#### DATA FOR PROCESSING

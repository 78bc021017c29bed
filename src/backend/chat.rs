use uuid::Uuid;

use super::{BackendClient, Direction, Query};
use crate::dto::NewChatMessage;
use crate::entities::{ChatMessage, tables};
use crate::error::AppError;

/// The newest `limit` messages of a room, returned oldest first.
///
/// # Errors
///
/// Returns the backend error.
pub async fn list_messages(
    client: &BackendClient,
    room_id: Uuid,
    limit: usize,
) -> Result<Vec<ChatMessage>, AppError> {
    let query = Query::new()
        .eq("room_id", room_id)
        .order("created_at", Direction::Descending)
        .limit(limit);
    let mut messages: Vec<ChatMessage> = client.select(tables::CHAT_MESSAGES, &query).await?;
    messages.reverse();
    Ok(messages)
}

/// # Errors
///
/// Returns the backend error.
pub async fn send_message(
    client: &BackendClient,
    message: &NewChatMessage,
) -> Result<ChatMessage, AppError> {
    client.insert(tables::CHAT_MESSAGES, message).await
}
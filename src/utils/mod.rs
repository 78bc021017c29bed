pub mod format;
pub mod role_color;
pub mod room_code;
pub mod validation;

pub use format::{format_timestamp, truncate};
pub use role_color::{role_color, role_marker};
pub use room_code::{generate_room_code, is_valid_room_code, normalize_room_code};
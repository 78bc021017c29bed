//! Persists the signed-in session between runs as a JSON file.

use std::io::ErrorKind;
use std::path::{Path, PathBuf};

use crate::dto::Session;
use crate::error::AppError;

#[derive(Debug, Clone)]
pub struct SessionStore {
    path: PathBuf,
}

impl SessionStore {
    #[must_use]
    pub fn new(path: impl Into<PathBuf>) -> Self {
        Self { path: path.into() }
    }

    #[must_use]
    pub fn path(&self) -> &Path {
        &self.path
    }

    /// Load the stored session. A missing file means nobody is signed in.
    ///
    /// An unreadable or corrupt file is discarded with a warning rather than failing startup.
    pub async fn load(&self) -> Option<Session> {
        let raw = match tokio::fs::read_to_string(&self.path).await {
            Ok(raw) => raw,
            Err(e) if e.kind() == ErrorKind::NotFound => return None,
            Err(e) => {
                tracing::warn!(path = %self.path.display(), error = %e, "cannot read session file");
                return None;
            }
        };
        match serde_json::from_str(&raw) {
            Ok(session) => Some(session),
            Err(e) => {
                tracing::warn!(path = %self.path.display(), error = %e, "discarding corrupt session file");
                None
            }
        }
    }

    /// # Errors
    ///
    /// Returns an error if the file or its parent directory cannot be written.
    pub async fn save(&self, session: &Session) -> Result<(), AppError> {
        if let Some(parent) = self.path.parent()
            && !parent.as_os_str().is_empty()
        {
            tokio::fs::create_dir_all(parent)
                .await
                .map_err(|e| AppError::Internal(format!("Cannot create session dir: {e}")))?;
        }
        let body = serde_json::to_string_pretty(session)?;
        tokio::fs::write(&self.path, body)
            .await
            .map_err(|e| AppError::Internal(format!("Cannot write session file: {e}")))?;
        tracing::debug!(path = %self.path.display(), "session saved");
        Ok(())
    }

    /// # Errors
    ///
    /// Returns an error if an existing file cannot be removed.
    pub async fn clear(&self) -> Result<(), AppError> {
        match tokio::fs::remove_file(&self.path).await {
            Ok(()) => Ok(()),
            Err(e) if e.kind() == ErrorKind::NotFound => Ok(()),
            Err(e) => Err(AppError::Internal(format!(
                "Cannot remove session file: {e}"
            ))),
        }
    }
}

#[cfg(test)]
mod tests {
    use super::*;
    use crate::dto::User;
    use uuid::Uuid;

    fn scratch_path(name: &str) -> PathBuf {
        std::env::temp_dir()
            .join(format!("mafia-nights-{}", Uuid::new_v4()))
            .join(name)
    }

    fn session() -> Session {
        Session {
            access_token: "access".to_string(),
            refresh_token: "refresh".to_string(),
            token_type: Some("bearer".to_string()),
            expires_in: Some(3600),
            expires_at: Some(1_900_000_000),
            user: User {
                id: Uuid::new_v4(),
                email: Some("vito@example.com".to_string()),
                phone: None,
                user_metadata: serde_json::Value::Null,
            },
        }
    }

    #[tokio::test]
    async fn test_save_load_clear() {
        let store = SessionStore::new(scratch_path("session.json"));
        assert!(store.load().await.is_none());

        let saved = session();
        assert!(store.save(&saved).await.is_ok());
        let loaded = store.load().await;
        assert_eq!(loaded.map(|s| s.user.id), Some(saved.user.id));

        assert!(store.clear().await.is_ok());
        assert!(store.load().await.is_none());
        assert!(store.clear().await.is_ok());
    }

    #[tokio::test]
    async fn test_corrupt_file_is_ignored() {
        let path = scratch_path("session.json");
        if let Some(parent) = path.parent() {
            let _ = tokio::fs::create_dir_all(parent).await;
        }
        let _ = tokio::fs::write(&path, "{not json").await;
        assert!(SessionStore::new(path).load().await.is_none());
    }
}
use chrono::Utc;
use jsonwebtoken::{Algorithm, DecodingKey, Validation, decode};
use serde::{Deserialize, Serialize};

/// Claims carried by the backend's access tokens.
///
/// The client never holds the signing secret; claims are read for expiry checks and
/// identity display only, and the backend remains the authority on validity.
#[derive(Debug, Clone, PartialEq, Eq, Serialize, Deserialize)]
pub struct Claims {
    /// Subject: user ID as a UUID string.
    pub sub: String,
    /// Expiration time (Unix timestamp).
    pub exp: i64,
    /// Issued-at time (Unix timestamp).
    #[serde(default)]
    pub iat: Option<i64>,
    #[serde(default)]
    pub email: Option<String>,
    #[serde(default)]
    pub phone: Option<String>,
    /// Database role, `authenticated` for signed-in users.
    #[serde(default)]
    pub role: Option<String>,
    #[serde(default)]
    pub session_id: Option<String>,
}

impl Claims {
    /// Whether the token expires within `margin_secs` from now.
    #[must_use]
    pub fn expires_within(&self, margin_secs: i64) -> bool {
        self.exp - Utc::now().timestamp() <= margin_secs
    }
}

/// Read the claims of an access token without verifying its signature.
///
/// # Errors
///
/// Returns an error if the token is not a well-formed JWT.
pub fn read_claims(token: &str) -> anyhow::Result<Claims> {
    let mut validation = Validation::new(Algorithm::HS256);
    validation.insecure_disable_signature_validation();
    validation.validate_exp = false;
    validation.validate_aud = false;
    validation.required_spec_claims.clear();

    let token_data = decode::<Claims>(token, &DecodingKey::from_secret(&[]), &validation)
        .map_err(|e| anyhow::anyhow!("Malformed access token: {e}"))?;

    Ok(token_data.claims)
}
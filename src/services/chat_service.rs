use uuid::Uuid;

use crate::backend::chat;
use crate::context::AppContext;
use crate::dto::NewChatMessage;
use crate::entities::ChatMessage;
use crate::error::AppError;
use crate::utils::validation::validate_chat_message;

pub struct ChatService;

impl ChatService {
    /// Post `text` to the room under the signed-in user's display name.
    ///
    /// # Errors
    ///
    /// Blank or oversized text is rejected before any network call. Otherwise returns
    /// [`AppError::NotAuthenticated`] or the backend error.
    pub async fn send(ctx: &AppContext, room_id: Uuid, text: &str) -> Result<ChatMessage, AppError> {
        let message = validate_chat_message(text)?;
        let identity = ctx.require_identity().await?;
        let sent = chat::send_message(
            ctx.client(),
            &NewChatMessage {
                room_id,
                user_id: identity.user_id,
                username: identity.display_name,
                message,
            },
        )
        .await?;
        tracing::debug!(%room_id, message_id = %sent.id, "message sent");
        Ok(sent)
    }

    /// The newest messages of a room, oldest first.
    ///
    /// # Errors
    ///
    /// Returns the backend error.
    pub async fn history(ctx: &AppContext, room_id: Uuid) -> Result<Vec<ChatMessage>, AppError> {
        chat::list_messages(ctx.client(), room_id, ctx.config().chat_history_limit).await
    }
}
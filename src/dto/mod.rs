pub mod auth;
pub mod chat;
pub mod player;
pub mod profile;
pub mod room;

pub use auth::{Session, SignUpOutcome, User};
pub use chat::NewChatMessage;
pub use player::{NewPlayer, PlayerUpdate};
pub use profile::ProfileUpdate;
pub use room::{NewRoom, RoomStatusUpdate, RoomSummary, SetupStatus};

########

# ACTIVITY
From the line containing "verifying its signature." down to the line containing "let mut validation" in the material above, reproduce every line exactly, including the two end lines.

# EXPECTED ANSWER
/// Read the claims of an access token without verifying its signature.
///
/// # Errors
///
/// Returns an error if the token is not a well-formed JWT.
pub fn read_claims(token: &str) -> anyhow::Result<Claims> {
    let mut validation = Validation::new(Algorithm::HS256);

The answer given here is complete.